START DATASET EXCERPTS
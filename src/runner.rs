// One run end to end: select, execute, analyze failures, aggregate, emit.

use std::collections::BTreeMap;
use std::sync::Arc;
use std::time::Duration;

use tracing::{info, warn};

use crate::analyzer::client::LlmAnalyzer;
use crate::analyzer::{AnalysisReport, AnalysisRequest, Analyzer, FailureRouter};
use crate::cancel::CancelToken;
use crate::case::TestCase;
use crate::compare::judge;
use crate::config::{ReportConfig, RunConfig};
use crate::error::RunResult;
use crate::harness::pool::{run_pool, PoolOutcome};
use crate::harness::Harness;
use crate::history::{HistoryRun, RunHistory};
use crate::prioritize::{PlannedCase, Prioritizer, Selection};
use crate::report::junit::write_junit;
use crate::report::{aggregate, report_error, RunMeta, RunReport};

/// Dedup, flaky handling and ordering without executing anything.
pub fn plan(config: &RunConfig, cases: Vec<TestCase>) -> RunResult<Selection> {
    let history = load_history(&config.report)?;
    Ok(Prioritizer::new(config.selection.clone()).select(cases, history.as_ref()))
}

fn load_history(report: &ReportConfig) -> RunResult<Option<RunHistory>> {
    match &report.history {
        Some(path) => Ok(Some(RunHistory::load(path)?)),
        None => Ok(None),
    }
}

pub struct Runner {
    config: RunConfig,
    analyzer: Option<Arc<dyn Analyzer>>,
}

impl Runner {
    /// Fails fast on an invalid configuration.
    pub fn new(config: RunConfig) -> RunResult<Self> {
        config.validate()?;
        Ok(Self {
            config,
            analyzer: None,
        })
    }

    /// Builds the configured LLM analyzer when analysis is enabled. A
    /// client that cannot be built disables analysis for the run.
    pub fn with_default_analyzer(mut self) -> Self {
        if !self.config.analyzer.enabled {
            return self;
        }
        match LlmAnalyzer::new(&self.config.analyzer) {
            Ok(a) => self.analyzer = Some(Arc::new(a)),
            Err(e) => warn!(error = %e, "analyzer unavailable, continuing without analysis"),
        }
        self
    }

    pub fn with_analyzer(mut self, analyzer: Arc<dyn Analyzer>) -> Self {
        self.analyzer = Some(analyzer);
        self
    }

    /// `cancel` stops dispatch when fired; the run timeout, if any, is
    /// layered on top of it. Analysis of finished cases still happens after
    /// a run timeout but not after an explicit cancel.
    pub fn run(&self, cases: Vec<TestCase>, cancel: &CancelToken) -> RunResult<RunReport> {
        let mut history = load_history(&self.config.report)?;
        let selection = Prioritizer::new(self.config.selection.clone()).select(cases, history.as_ref());
        let mut meta = RunMeta::start(&self.config.report.suite_name);

        info!(
            run_id = %meta.run_id,
            planned = selection.planned.len(),
            dropped = selection.meta.dropped.len(),
            "run started"
        );

        let dispatch_token = match self.config.execution.run_timeout_secs {
            Some(secs) => cancel.child_with_timeout(Duration::from_secs_f64(secs)),
            None => cancel.clone(),
        };

        let outcome = self.execute(&selection.planned, &dispatch_token);
        let analyses = self.analyze(&selection.planned, &outcome, cancel);

        meta.finish();
        let report = aggregate(meta, &selection.planned, outcome, analyses, selection.meta)?;

        info!(
            total = report.summary.total,
            pass = report.summary.pass,
            fail = report.summary.fail,
            error = report.summary.error,
            truncated = report.truncated,
            "run finished"
        );

        self.write_outputs(&report)?;
        if self.config.report.record_history {
            if let (Some(path), Some(h)) = (&self.config.report.history, history.as_mut()) {
                let verdicts: BTreeMap<String, _> = report
                    .verdicts()
                    .map(|(id, v)| (id.to_string(), v))
                    .collect();
                h.record(HistoryRun::new(verdicts));
                h.save(path).map_err(|e| report_error(path, e))?;
            }
        }

        Ok(report)
    }

    fn execute(&self, planned: &[PlannedCase], cancel: &CancelToken) -> PoolOutcome {
        let harness = Harness::new(self.config.program.clone(), self.config.execution.clone());
        run_pool(planned, self.config.execution.workers, cancel, |p| {
            harness.run_case(&p.case, p.samples, cancel)
        })
    }

    fn analyze(
        &self,
        planned: &[PlannedCase],
        outcome: &PoolOutcome,
        cancel: &CancelToken,
    ) -> Vec<AnalysisReport> {
        let Some(analyzer) = self.analyzer.as_ref().filter(|_| self.config.analyzer.enabled) else {
            return Vec::new();
        };

        let mut finished: Vec<_> = outcome
            .runs
            .iter()
            .filter_map(|(slot, run)| planned.get(*slot).map(|p| (*slot, &p.case, &run.result)))
            .collect();
        finished.sort_by_key(|(slot, _, _)| *slot);

        let requests: Vec<AnalysisRequest> = finished
            .into_iter()
            .filter_map(|(_, case, result)| {
                let judgement = judge(case, result);
                (!judgement.verdict.is_pass()).then(|| {
                    AnalysisRequest::new(&self.config.program.command, case, result, &judgement)
                })
            })
            .collect();

        FailureRouter::new(Arc::clone(analyzer), self.config.analyzer.clone()).route(requests, cancel)
    }

    fn write_outputs(&self, report: &RunReport) -> RunResult<()> {
        if let Some(path) = &self.config.report.json {
            report.write_json(path)?;
            info!(path = %path.display(), "JSON report written");
        }
        if let Some(path) = &self.config.report.junit {
            write_junit(report, path)?;
            info!(path = %path.display(), "JUnit report written");
        }
        Ok(())
    }
}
END DATASET EXCERPTS
• AIM OF THE TASK: Wherever "PoolOutcome" occurs in the records above, copy the line it sits in.

• ANSWER BOX:
use crate::harness::pool::{run_pool, PoolOutcome};
    fn execute(&self, planned: &[PlannedCase], cancel: &CancelToken) -> PoolOutcome {
        outcome: &PoolOutcome,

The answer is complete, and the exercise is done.